■ **ASSIGNMENT**
Set down every record below exactly as written.

■ **SUPPLIED RECORDS**
-.-.-
/*! In-memory model of a [GTFS](https://gtfs.org/) schedule feed, with CSV
reading and writing.

A feed is a collection of CSV files (often bundled as a zip file). Each file
represents one table of entities (stops, routes, trips, …) related through
string identifiers.

## Design decisions

### Raw records and the linked feed

The types in [objects] stay as close as possible to the CSV representation;
[FeedReader] deserializes them and links them into a [Feed], where stop
times live inside their [Trip], calendars and calendar dates are unified
into [Service] recurrence patterns, and fare rules live inside their
[FareAttribute]. Invalid references are either an error or dropped,
depending on the reader options.

### String-id references

Tables own their entities; relations between entities are plain string ids.
Consumers that delete or re-key entities only ever touch the owning table
plus the referencing id fields.

### Enumerations

Integer-coded fields use Rust enums ([LocationType], [PickupDropOffType],
…) that keep unknown codes as `Unknown(i32)` so they can round-trip. The
one exception is the route type, which is kept as its raw extended `i16`
code; [BaseRouteType::from_extended] maps it onto the twelve base modes.

### Additional columns

Non-standard columns are carried through verbatim, keyed by column name and
entity id (see [ExtraFields]), so that a read-write cycle preserves them.
*/

#[macro_use]
extern crate derivative;
#[macro_use]
extern crate serde_derive;

mod enums;
pub mod error;
mod feed;
mod objects;
mod reader;
mod serde_helpers;
mod writer;

pub use error::Error;
pub use feed::*;
pub use objects::*;
pub use reader::FeedReader;
pub use serde_helpers::{format_color, format_date, format_time, parse_color, parse_date, parse_time};
pub use writer::FeedWriter;
impl<'de> Deserialize<'de> for DirectionType {
    fn deserialize<D>(deserializer: D) -> Result<DirectionType, D::Error>
    where
        D: Deserializer<'de>,
    {
        let s = String::deserialize(deserializer)?;
        match s.as_str() {
            "0" => Ok(DirectionType::Outbound),
            "1" => Ok(DirectionType::Inbound),
            s => Err(invalid_enum_value("DirectionType", s)),
        }
    }
}

/// `exception_type` in `calendar_dates.txt`
#[derive(Debug, Copy, Clone, PartialEq, Eq)]
pub enum Exception {
    /// Service is added for the date
    Added,
    /// Service is removed for the date
    Removed,
}

impl<'de> Deserialize<'de> for Exception {
    fn deserialize<D>(deserializer: D) -> Result<Exception, D::Error>
    where
        D: Deserializer<'de>,
    {
        let s = String::deserialize(deserializer)?;
        match s.as_str() {
            "1" => Ok(Exception::Added),
            "2" => Ok(Exception::Removed),
            s => Err(invalid_enum_value("Exception", s)),
        }
    }
}

/// `payment_method` of a fare attribute
#[derive(Debug, Default, Copy, Clone, PartialEq, Eq)]
pub enum PaymentMethod {
    /// Fare is paid on board (default)
    #[default]
    Aboard,
    /// Fare must be paid before boarding
    PreBoarding,
}

impl PaymentMethod {
    pub fn value(&self) -> i32 {
        match self {
            PaymentMethod::Aboard => 0,
            PaymentMethod::PreBoarding => 1,
        }
    }
}

impl<'de> Deserialize<'de> for PaymentMethod {
    fn deserialize<D>(deserializer: D) -> Result<PaymentMethod, D::Error>
    where
        D: Deserializer<'de>,
    {
        let s = String::deserialize(deserializer)?;
        match s.as_str() {
            "" | "0" => Ok(PaymentMethod::Aboard),
            "1" => Ok(PaymentMethod::PreBoarding),
            s => Err(invalid_enum_value("PaymentMethod", s)),
        }
    }
}

/// Number of transfers permitted on a fare. An empty value means unlimited
#[derive(Debug, Default, Copy, Clone, PartialEq, Eq)]
pub enum FareTransfers {
    /// Unlimited transfers are permitted (empty field)
    #[default]
    Unlimited,
    /// No transfers permitted
    NoTransfers,
    /// One transfer permitted
    UniqueTransfer,
    /// Two transfers permitted
    TwoTransfers,
    Unknown(i32),
}

impl FareTransfers {
    /// The field value, or `None` for the empty unlimited encoding
    pub fn value(&self) -> Option<i32> {
        match self {
            FareTransfers::Unlimited => None,
            FareTransfers::NoTransfers => Some(0),
            FareTransfers::UniqueTransfer => Some(1),
            FareTransfers::TwoTransfers => Some(2),
            FareTransfers::Unknown(i) => Some(*i),
        }
    }
}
-.-.-
■ **ANSWER SPACE**
/*! In-memory model of a [GTFS](https://gtfs.org/) schedule feed, with CSV
reading and writing.

A feed is a collection of CSV files (often bundled as a zip file). Each file
represents one table of entities (stops, routes, trips, …) related through
string identifiers.

## Design decisions

### Raw records and the linked feed

The types in [objects] stay as close as possible to the CSV representation;
[FeedReader] deserializes them and links them into a [Feed], where stop
times live inside their [Trip], calendars and calendar dates are unified
into [Service] recurrence patterns, and fare rules live inside their
[FareAttribute]. Invalid references are either an error or dropped,
depending on the reader options.

### String-id references

Tables own their entities; relations between entities are plain string ids.
Consumers that delete or re-key entities only ever touch the owning table
plus the referencing id fields.

### Enumerations

Integer-coded fields use Rust enums ([LocationType], [PickupDropOffType],
…) that keep unknown codes as `Unknown(i32)` so they can round-trip. The
one exception is the route type, which is kept as its raw extended `i16`
code; [BaseRouteType::from_extended] maps it onto the twelve base modes.

### Additional columns

Non-standard columns are carried through verbatim, keyed by column name and
entity id (see [ExtraFields]), so that a read-write cycle preserves them.
*/

#[macro_use]
extern crate derivative;
#[macro_use]
extern crate serde_derive;

mod enums;
pub mod error;
mod feed;
mod objects;
mod reader;
mod serde_helpers;
mod writer;

pub use error::Error;
pub use feed::*;
pub use objects::*;
pub use reader::FeedReader;
pub use serde_helpers::{format_color, format_date, format_time, parse_color, parse_date, parse_time};
pub use writer::FeedWriter;
impl<'de> Deserialize<'de> for DirectionType {
    fn deserialize<D>(deserializer: D) -> Result<DirectionType, D::Error>
    where
        D: Deserializer<'de>,
    {
        let s = String::deserialize(deserializer)?;
        match s.as_str() {
            "0" => Ok(DirectionType::Outbound),
            "1" => Ok(DirectionType::Inbound),
            s => Err(invalid_enum_value("DirectionType", s)),
        }
    }
}

/// `exception_type` in `calendar_dates.txt`
#[derive(Debug, Copy, Clone, PartialEq, Eq)]
pub enum Exception {
    /// Service is added for the date
    Added,
    /// Service is removed for the date
    Removed,
}

impl<'de> Deserialize<'de> for Exception {
    fn deserialize<D>(deserializer: D) -> Result<Exception, D::Error>
    where
        D: Deserializer<'de>,
    {
        let s = String::deserialize(deserializer)?;
        match s.as_str() {
            "1" => Ok(Exception::Added),
            "2" => Ok(Exception::Removed),
            s => Err(invalid_enum_value("Exception", s)),
        }
    }
}

/// `payment_method` of a fare attribute
#[derive(Debug, Default, Copy, Clone, PartialEq, Eq)]
pub enum PaymentMethod {
    /// Fare is paid on board (default)
    #[default]
    Aboard,
    /// Fare must be paid before boarding
    PreBoarding,
}

impl PaymentMethod {
    pub fn value(&self) -> i32 {
        match self {
            PaymentMethod::Aboard => 0,
            PaymentMethod::PreBoarding => 1,
        }
    }
}

impl<'de> Deserialize<'de> for PaymentMethod {
    fn deserialize<D>(deserializer: D) -> Result<PaymentMethod, D::Error>
    where
        D: Deserializer<'de>,
    {
        let s = String::deserialize(deserializer)?;
        match s.as_str() {
            "" | "0" => Ok(PaymentMethod::Aboard),
            "1" => Ok(PaymentMethod::PreBoarding),
            s => Err(invalid_enum_value("PaymentMethod", s)),
        }
    }
}

/// Number of transfers permitted on a fare. An empty value means unlimited
#[derive(Debug, Default, Copy, Clone, PartialEq, Eq)]
pub enum FareTransfers {
    /// Unlimited transfers are permitted (empty field)
    #[default]
    Unlimited,
    /// No transfers permitted
    NoTransfers,
    /// One transfer permitted
    UniqueTransfer,
    /// Two transfers permitted
    TwoTransfers,
    Unknown(i32),
}

impl FareTransfers {
    /// The field value, or `None` for the empty unlimited encoding
    pub fn value(&self) -> Option<i32> {
        match self {
            FareTransfers::Unlimited => None,
            FareTransfers::NoTransfers => Some(0),
            FareTransfers::UniqueTransfer => Some(1),
            FareTransfers::TwoTransfers => Some(2),
            FareTransfers::Unknown(i) => Some(*i),
        }
    }
}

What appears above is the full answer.